Why had she brought her mom down here? The nurse had thought it would be a good idea for Mary Grace to see more of the facility since she hadn’t had time on her previous visits. Well, not visits to her mom really, but to fill out paperwork, to bring her clothes so they could sew nametags in them.
“How long has she been here?”
Mary Grace realized then that the hairdresser was speaking to her, asking about her mother.
“Two weeks, yeah, about two weeks now.”
“They must have given her a shower. They must have washed her hair.”
“Um, I don’t know.” Mary Grace felt her body tensing. Was she supposed to know?
She could not stop searching around the room, glancing from one woman to the next, for some sign of connection. Was there any reaction as the hairdresser washed, combed, and cut their hair? Suddenly the woman trapped in the wheel chair was screaming, “NO, no, no.”
“It will be okay,” Mary Grace managed. Although she did not know what would be okay. What could ever change what was logged in this woman’s brain, tattooed deep into the layers of her life? At first the woman went on screaming, then large blue eyes locked onto Mary Grace, who repeated, “It will be okay.”
And the woman became quiet. Then slowly she began to mumble and speak again “3-4-5-5-5, 3-4-5-5-5.”
The hairdresser was moving from one woman to the next. “I will start your mom as soon as I put the color in these gray curls.” The hairdresser said tousling the full head of hair of the lady who sat like a slipcover placed over the chair.

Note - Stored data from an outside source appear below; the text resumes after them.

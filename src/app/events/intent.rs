use std::sync::Arc;

use glam::DVec2;

use super::super::ports::OverlayHandle;
use super::super::state::{BoundaryEdit, InteractionMode};
use crate::core::{FieldNames, GeometryKind, RecordSet};
use crate::shared::OverlayOptions;

/// App-Intent und App-Command Events.
/// Intents sind Eingaben aus Host/Karte ohne direkte Mutationslogik.
#[derive(Debug, Clone)]
pub enum AppIntent {
    /// Karten-Instanz wurde gesetzt oder gewechselt (siehe `AppController::attach_map`)
    MapInstanceChanged,
    /// Karten-Instanz wurde extern abgebaut
    MapDetached,
    /// Neue Datensatz-Menge
    RecordsChanged { records: Arc<RecordSet> },
    /// Feld-Konfiguration oder Feldtyp des Geometriefeldes geändert
    FieldConfigChanged {
        fields: FieldNames,
        geometry_kind: Option<GeometryKind>,
    },
    /// Darstellungs-Optionen geändert
    OptionsChanged { options: OverlayOptions },
    /// Klick auf ein Overlay (Karten-Event)
    OverlayClicked { overlay: OverlayHandle },
    /// Interaktionsmodus wechseln (Toolbar)
    InteractionModeRequested { mode: InteractionMode },
    /// Zeichenwerkzeug hat eine Region fertiggestellt (`overlaycomplete`)
    RegionCompleted {
        region: OverlayHandle,
        boundary: Vec<DVec2>,
    },
    /// Rand der Region wurde editiert (`insert_at`/`remove_at`/`set_at`)
    RegionBoundaryEdited {
        region: OverlayHandle,
        edit: BoundaryEdit,
    },
    /// Lasso-Selektion bestätigen
    ConfirmSelectionRequested,
    /// Detail-Panel wurde geschlossen
    DetailViewClosed,
    /// Synchrones Update abgeschlossen, verzögerte Aufgaben ausführen
    UpdateSettled,
    /// Block wird abgebaut
    TeardownRequested,
}
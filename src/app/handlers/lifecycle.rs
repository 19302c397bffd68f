//! Handler für Karten-Lebenszyklus und verzögerte Aufgaben.

use crate::app::use_cases::{filter_bridge, lifecycle};
use crate::app::AppState;

/// Plant das Leeren des Selektionsergebnisses.
pub fn schedule_selection_clear(state: &mut AppState) {
    filter_bridge::schedule_selection_clear(state);
}

/// Führt fällige verzögerte Aufgaben aus.
pub fn run_deferred(state: &mut AppState) {
    lifecycle::run_deferred_tasks(state);
}

/// Gibt die Ressourcen der aktuellen Karte frei.
pub fn release_map_resources(state: &mut AppState) {
    lifecycle::release_map_resources(state);
}

/// Verwirft eine extern abgebaute Karte.
pub fn release_map(state: &mut AppState) {
    lifecycle::release_map(state);
}

/// Baut den Block ab.
pub fn teardown(state: &mut AppState) {
    lifecycle::teardown(state);
}
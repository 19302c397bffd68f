//! Geteilte Typen für layer-übergreifende Verträge.
//!
//! Enthält Konfiguration und Darstellungs-Typen, die zwischen `app` und den
//! Karten-Ports geteilt werden.

pub mod options;
mod style;

pub use options::{DrawingOptions, OverlayOptions};
pub use style::{MarkerIcon, OverlayLabel, OverlayStyle};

Mary Grace nodded, but she was
thinking back to the week of her grammar school graduation. “Why can’t I have my hair cut at a beauty parlor? I want a style. It is my graduation.”

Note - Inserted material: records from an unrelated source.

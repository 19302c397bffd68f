//! Application Controller für zentrale Event-Verarbeitung.

use super::ports::MapHandle;
use super::state::MapSession;
use super::{AppCommand, AppIntent, AppState};

/// Orchestriert Karten-/Host-Events und Use-Cases auf den AppState.
#[derive(Default)]
pub struct AppController;

impl AppController {
    /// Erstellt einen neuen Controller.
    pub fn new() -> Self {
        Self
    }

    /// Verarbeitet einen Intent über Intent->Command Mapping.
    pub fn handle_intent(&mut self, state: &mut AppState, intent: AppIntent) -> anyhow::Result<()> {
        let commands = self.map_intent_to_commands(state, intent);
        for command in commands {
            self.handle_command(state, command)?;
        }

        Ok(())
    }

    fn map_intent_to_commands(&self, state: &AppState, intent: AppIntent) -> Vec<AppCommand> {
        super::intent_mapping::map_intent_to_commands(state, intent)
    }

    /// Setzt eine (neue) Karten-Instanz.
    ///
    /// Ressourcen der alten Karte werden vorher freigegeben, danach wird
    /// `AppIntent::MapInstanceChanged` verarbeitet.
    pub fn attach_map(
        &mut self,
        state: &mut AppState,
        map: Box<dyn MapHandle>,
    ) -> anyhow::Result<()> {
        self.handle_command(state, AppCommand::ReleaseMapResources)?;
        state.map = Some(MapSession::new(map));
        self.handle_intent(state, AppIntent::MapInstanceChanged)
    }

    /// Führt mutierende Commands auf dem AppState aus.
    /// Dispatcht an Feature-Handler in `handlers/`.
    pub fn handle_command(
        &mut self,
        state: &mut AppState,
        command: AppCommand,
    ) -> anyhow::Result<()> {
        state.command_log.record(&command);
        use super::handlers;

        match command {
            // === Datensätze & Konfiguration ===
            AppCommand::SetRecords { records } => handlers::overlays::set_records(state, records),
            AppCommand::SetFieldConfig {
                fields,
                geometry_kind,
            } => handlers::overlays::set_field_config(state, fields, geometry_kind),
            AppCommand::ApplyOptions { options } => {
                handlers::overlays::apply_options(state, options)
            }

            // === Overlays ===
            AppCommand::RebuildOverlays => handlers::overlays::rebuild(state),
            AppCommand::BindOverlayClicks => handlers::overlays::bind_clicks(state),

            // === Verzögerte Aufgaben ===
            AppCommand::ScheduleSelectionClear => {
                handlers::lifecycle::schedule_selection_clear(state)
            }
            AppCommand::RunDeferredTasks => handlers::lifecycle::run_deferred(state),

            // === Klick-Modus ===
            AppCommand::ToggleClickSelection { overlay } => {
                handlers::selection::toggle_click(state, overlay)
            }
            AppCommand::ShowRecordDetail { overlay } => {
                handlers::selection::show_detail(state, overlay)
            }
            AppCommand::CloseRecordDetail => handlers::selection::close_detail(state),

            // === Lasso-Modus ===
            AppCommand::EnterLasso => handlers::selection::enter_lasso(state),
            AppCommand::ExitLasso => handlers::selection::exit_lasso(state),
            AppCommand::RearmLasso => handlers::selection::rearm_lasso(state),
            AppCommand::AcceptRegion { region, boundary } => {
                handlers::selection::accept_region(state, region, boundary)
            }
            AppCommand::ApplyBoundaryEdit { region, edit } => {
                handlers::selection::apply_boundary_edit(state, region, edit)
            }
            AppCommand::ConfirmRegion => handlers::selection::confirm_region(state),

            // === Lebenszyklus ===
            AppCommand::ReleaseMapResources => handlers::lifecycle::release_map_resources(state),
            AppCommand::ReleaseMap => handlers::lifecycle::release_map(state),
            AppCommand::Teardown => handlers::lifecycle::teardown(state),
        }

        Ok(())
    }
}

“Maria Graziella, clip, clip and I’ll have it done.” Her mom had given her no further explanation, no space for conversation.
Couldn’t she just leave her mother here? They would take her back upstairs if she said she had to go. She could bolt. Nothing but flight instinct pounded in her head.
How long had she spent blocking out the years with her mother? What did she have of hers alone that could be imbedded as the memory of her life?
Yet, she didn’t want to go home. She was worried about Aunt Maggie. She seemed sluggish, not herself. Mary Grace squirmed in the chair. She quickly glanced over at her mother, who in the past wouldn’t have allowed this fidgeting. “Ants in your pants, Maria Graziella, sit still.”
Although she promised Dad she’d take care of her mother, right then, running away from everything she’d ever known, finding some adventure, some wild and wonderful experience to put into her head, creating the memory of her life was all she wanted to do.
Seeing Black
Chapter 9
IN HER MOTHER’S room, Mary Grace pushed the wheelchair near the window. She sat next to her mother and told her, “It is sunny out and very hot. You’d like this place, you can’t open the windows.”
After a while, Mary Grace said, “Well, here we are, and you’re still looking right through me.” Then she got up, walked closer to the window, and looked out over the parking lot three floors down. She could see her car.
“You know, I’ve been cleaning out the house. I’ve been to talking to Aunt Maggie, too. You hate that, don’t you? I started with your clothes, your closet, where you hung your dresses.” She looked back toward the window, not down but at her mother’s reflection in the glass.